On each trial, the participant in the fMRI scanner (Sender) was asked to send the following message to her partner (Receiver): “Option __ is most profitable for you”. Senders watched a screen with 4 ‘doors’. Two doors were empty (indicating payoffs of $0 for both participants), and two doors contained non-zero payoff information for themselves and for their partner (the Receiver; see Fig. 1). Participants were given 6 s to indicate their choice by pressing one of four buttons on a response box. After choosing, the chosen door was highlighted and the message text changed accordingly (e.g., “Option 3 is most profitable for you”, if door 3 was chosen). The duration of this decision screen was set to have a minimum of 1.5 s and to make up for a total trial duration of 7.5 s. For example, if a participant made a choice after 3.5 s, the decision screen appeared for 4 s. If no choice was made in the allotted time, a “no choice” feedback screen appeared for 1.5 s. Afterwards, a fixation screen appeared for 6–10.5 s. Senders were told that the Receiver would view the message and choose which door to open, when the only available information for them is the door number, and the fact that two of the doors are empty. Both players’ payoffs depended on the door the Receiver opened. To avoid reputation concerns, even after choice, the Receiver did not know how much the Sender got, nor what amounts of money were hidden behind the non-chosen doors.

Payoff structure

The payoffs were intended to create a conflict between honesty and monetary profit. On each trial, each door contained some amount of money for the Sender and some amount of money for the Receiver. A truthful message (Truth option) is defined as when the Sender is choosing the door (the message to send) that results in a larger amount of money for the Receiver. A deceptive message (Lie option) is defined as when the Sender is choosing the door that results in a smaller amount of money for the Receiver (and a larger amount of money for the Sender) compared to the Truth option. Payoffs varied on a trial-by-trial basis, ranging between 10–42₪ (1₪ ≈ 0.3USD) for the Sender, and 1–31₪ for the Receiver (see Supplementary Table S1 and Supplementary Fig. S1 for a full list). Critically, the potential profits for the Sender from lying (ΔVself, $SelfLie -$SelfTruth; range 0–12₪) varied independently from the potential losses for the Receiver (ΔVother, $OtherTruth -$OtherLie; range 1–20₪; r(38) = 0.25, p = 0.11). Figure 1 depicts an example trial, in which choosing to tell the truth would result in 10₪ for the Sender and 9₪ for the Receiver, whereas lying would result in 15₪ for the Sender and only 3₪ for the Receiver. Hence, the Sender’s potential profit (ΔVself) is 5₪ (15-10), and the Receiver’s potential loss (ΔVother) is 6₪ (9-3). Importantly, to avoid any interfering motives (e.g. envy), all trials of interest (38 out of 40) had a higher payoff for the Sender than for the Receiver (the Sender was always better off than the Receiver, irrespective of the chosen door). Two catch trials offered a 0₪ payoff for the Sender from lying (i.e., $SelfLie = $SelfTruth), with no conflict between honesty and gain for the Sender. These trials served to ensure the participants are attentive.

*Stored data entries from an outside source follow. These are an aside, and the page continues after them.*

use axum::{
    Json,
    extract::{Path, Query, State},
};
use serde::Deserialize;

use super::super::AppState;
use super::super::error::ApiResult;
use crate::core::error::SwitchboardError;
use crate::core::store::{NewServer, ServerUpdate};

#[derive(Debug, Deserialize)]
pub struct PageParams {
    #[serde(default)]
    offset: usize,
    limit: Option<usize>,
}

pub async fn list_servers_endpoint(
    State(state): State<AppState>,
    Query(page): Query<PageParams>,
) -> ApiResult {
    let servers = state
        .fleet
        .list_servers(page.offset, Some(page.limit.unwrap_or(100)))
        .await?;
    Ok(Json(serde_json::json!({
        "success": true,
        "servers": servers
    })))
}

pub async fn create_server_endpoint(
    State(state): State<AppState>,
    Json(payload): Json<NewServer>,
) -> ApiResult {
    let server = state.fleet.create_server(&payload).await?;
    Ok(Json(serde_json::json!({
        "success": true,
        "server": server
    })))
}

pub async fn get_server_endpoint(
    Path(server_id): Path<i64>,
    State(state): State<AppState>,
) -> ApiResult {
    let server = state.fleet.get_server(server_id).await?;
    Ok(Json(serde_json::json!({
        "success": true,
        "server": server
    })))
}

pub async fn update_server_endpoint(
    Path(server_id): Path<i64>,
    State(state): State<AppState>,
    Json(payload): Json<ServerUpdate>,
) -> ApiResult {
    let server = state.fleet.update_server(server_id, payload).await?;
    Ok(Json(serde_json::json!({
        "success": true,
        "server": server
    })))
}

pub async fn delete_server_endpoint(
    Path(server_id): Path<i64>,
    State(state): State<AppState>,
) -> ApiResult {
    state.fleet.delete_server(server_id).await?;
    Ok(Json(serde_json::json!({
        "success": true,
        "message": format!("Server {} deleted", server_id)
    })))
}

pub async fn connect_server_endpoint(
    Path(server_id): Path<i64>,
    State(state): State<AppState>,
) -> ApiResult {
    let outcome = state.fleet.registry.connect(server_id).await?;
    Ok(Json(serde_json::json!({
        "success": true,
        "message": outcome.message,
        "connection_id": outcome.connection_id
    })))
}

#[derive(Debug, Default, Deserialize)]
pub struct DisconnectParams {
    #[serde(default)]
    force: bool,
}

pub async fn disconnect_server_endpoint(
    Path(server_id): Path<i64>,
    State(state): State<AppState>,
    Query(params): Query<DisconnectParams>,
) -> ApiResult {
    let outcome = state
        .fleet
        .registry
        .disconnect(server_id, params.force)
        .await?;
    Ok(Json(serde_json::json!({
        "success": true,
        "message": outcome.message,
        "warning": outcome.warning
    })))
}

fn default_true() -> bool {
    true
}

#[derive(Debug, Deserialize)]
pub struct ExecuteRequest {
    command: String,
    #[serde(default = "default_true")]
    auto_reconnect: bool,
}

pub async fn execute_command_endpoint(
    Path(server_id): Path<i64>,
    State(state): State<AppState>,
    Json(payload): Json<ExecuteRequest>,
) -> ApiResult {
    let command = payload.command.trim();
    if command.is_empty() {
        return Err(SwitchboardError::InvalidState("command is required".to_string()).into());
    }

    let outcome = state
        .fleet
        .dispatcher
        .execute(server_id, command, payload.auto_reconnect)
        .await?;
    Ok(Json(serde_json::json!({
        "success": true,
        "message": outcome.message,
        "output": outcome.output,
        "reconnected": outcome.reconnected,
        "recovered_error": outcome.recovered_error
    })))
}

pub async fn server_logs_endpoint(
    Path(server_id): Path<i64>,
    State(state): State<AppState>,
) -> ApiResult {
    let logs = state.fleet.server_logs(server_id).await?;
    Ok(Json(serde_json::json!({
        "success": true,
        "logs": logs
    })))
}

#[derive(Debug, Deserialize)]
pub struct MetricsParams {
    #[serde(default = "default_true")]
    auto_reconnect: bool,
}

pub async fn server_metrics_endpoint(
    Path(server_id): Path<i64>,
    State(state): State<AppState>,
    Query(params): Query<MetricsParams>,
) -> ApiResult {
    let outcome = state
        .fleet
        .sampler
        .sample(server_id, params.auto_reconnect)
        .await?;
    Ok(Json(serde_json::json!({
        "success": true,
        "metrics": outcome.metrics,
        "reconnected": outcome.reconnected,
        "recovered_error": outcome.recovered_error
    })))
}
use anyhow::Result;

use crate::core::fleet_config::{FleetConfig, sync_fleet};
use crate::core::settings::Settings;
use crate::core::store::SqliteStore;
use crate::core::terminal::{print_status, print_success};

pub async fn run_sync(settings: &Settings) -> Result<()> {
    let config_path = settings.fleet_config_path();
    let store = SqliteStore::open(settings.database_path()).await?;
    let config = FleetConfig::load(&config_path).await?;
    let report = sync_fleet(&store, &config).await?;

    print_status("Config", &config_path.display().to_string());
    print_status("Created", &report.created.to_string());
    print_status("Updated", &report.updated.to_string());
    print_success("Fleet config synchronised.");
    Ok(())
}
use axum::{
    Router,
    body::Body,
    http::{HeaderValue, Method, Request, header},
    middleware,
    middleware::Next,
    routing::{get, post},
};
use tower_http::cors::CorsLayer;

use super::handlers::{servers, system, tasks};
use super::{AppState, sse_logs_endpoint};
use crate::interfaces::live::live_socket_endpoint;

fn build_localhost_cors(api_port: u16) -> CorsLayer {
    let origins: Vec<HeaderValue> = [
        format!("http://127.0.0.1:{}", api_port),
        format!("http://localhost:{}", api_port),
    ]
    .iter()
    .filter_map(|o| o.parse().ok())
    .collect();

    CorsLayer::new()
        .allow_origin(origins)
        .allow_methods([
            Method::GET,
            Method::POST,
            Method::PUT,
            Method::DELETE,
            Method::PATCH,
            Method::OPTIONS,
        ])
        .allow_headers(tower_http::cors::Any)
}

pub(crate) fn build_api_router(state: AppState) -> Router {
    let api_port = state.settings.api_port;

    Router::new()
        .route("/api/health", get(system::health_endpoint))
        .route("/api/logs", get(sse_logs_endpoint))
        .route(
            "/api/servers",
            get(servers::list_servers_endpoint).post(servers::create_server_endpoint),
        )
        .route(
            "/api/servers/{id}",
            get(servers::get_server_endpoint)
                .put(servers::update_server_endpoint)
                .patch(servers::update_server_endpoint)
                .delete(servers::delete_server_endpoint),
        )
        .route(
            "/api/servers/{id}/connect",
            post(servers::connect_server_endpoint),
        )
        .route(
            "/api/servers/{id}/disconnect",
            post(servers::disconnect_server_endpoint),
        )
        .route(
            "/api/servers/{id}/execute",
            post(servers::execute_command_endpoint),
        )
        .route("/api/servers/{id}/logs", get(servers::server_logs_endpoint))
        .route(
            "/api/servers/{id}/metrics",
            get(servers::server_metrics_endpoint),
        )
        .route(
            "/api/tasks",
            get(tasks::list_tasks_endpoint).post(tasks::create_task_endpoint),
        )
        .route(
            "/api/tasks/{id}",
            get(tasks::get_task_endpoint)
                .put(tasks::update_task_endpoint)
                .patch(tasks::update_task_endpoint)
                .delete(tasks::delete_task_endpoint),
        )
        .route("/api/tasks/{id}/run", post(tasks::run_task_endpoint))
        .route("/ws/{client_id}", get(live_socket_endpoint))
        .layer(middleware::from_fn(security_headers))
        .layer(build_localhost_cors(api_port))
        .with_state(state)
}

async fn security_headers(req: Request<Body>, next: Next) -> axum::response::Response {
    let mut response = next.run(req).await;
    let headers = response.headers_mut();
    headers.insert(
        header::X_CONTENT_TYPE_OPTIONS,
        HeaderValue::from_static("nosniff"),
    );
    headers.insert(header::X_FRAME_OPTIONS, HeaderValue::from_static("DENY"));
    headers.insert(
        header::CONTENT_SECURITY_POLICY,
        HeaderValue::from_static("default-src 'self'"),
    );
    response
}
pub mod live;
pub mod web;
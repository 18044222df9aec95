use axum::{Json, extract::State};

use super::super::AppState;
use super::super::error::ApiResult;

pub async fn health_endpoint(State(state): State<AppState>) -> ApiResult {
    let connected = state.fleet.connected_servers().await?.len();
    Ok(Json(serde_json::json!({
        "success": true,
        "version": env!("CARGO_PKG_VERSION"),
        "connected_servers": connected,
        "live_clients": state.clients.count().await
    })))
}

A key component of the task is the addition of two empty doors to each trial, containing zero money for each player (doors 1 & 3 in the Fig. 1 example). These options ensured that the message the Sender sends is indeed followed by the Receiver, because deviating from the recommended door may result in opening an empty door. Consider the example in Fig. 1: if the Sender chooses to lie, she sends a message regarding door #4. All the Receiver will see is that door #4 is highlighted. The Receiver does not know how much money is behind which door, but she does know that two of the doors have no money at all. Even if the Receiver believes she is lied to, it is in her best interest to open door #4, otherwise she (and the Sender) face a 66% chance of winning no money at all.

Procedure

Participants arrived to the Imaging Center and met the experimenter and a confederate acting as the Receiver. The confederate was always a Caucasian female, aged ~ 25. Both the Sender and Receiver read written instructions, signed consent forms and underwent a training stage of the task—playing as both the Sender and the Receiver. Training as Sender was intended to familiarize the participant with the Message Task. Training on the Receiver’s role allowed them to experience what happens when the Receiver does not follow the recommended Message, and ensure they understood the consequences of sending a truthful or deceptive message.

Each participant completed four scans. Forty unique payoff trials were randomly interspersed in a given scan, making up 160 trials per participant (40 unique payoffs × 4 repetitions). At the end of the experiment, one trial was selected randomly and presented to the Sender as the message that will be sent to the Receiver. In pilot studies in our lab, using real participants acting as Receivers, 100% chose according to the message sent by the Sender. Therefore, in the current study, we automatically set the Receiver’s choice to be according to the Sender’s message, and paid the Sender whichever amount was associated with that option.

After the scan, participants completed a short debriefing questionnaire. Debriefing consisted of several demographic questions and questions regarding the choices the participant made in the task. Specifically, we aimed to ensure participants were not suspicious of the confederate, by asking how the identity of the Receiver affected their choices.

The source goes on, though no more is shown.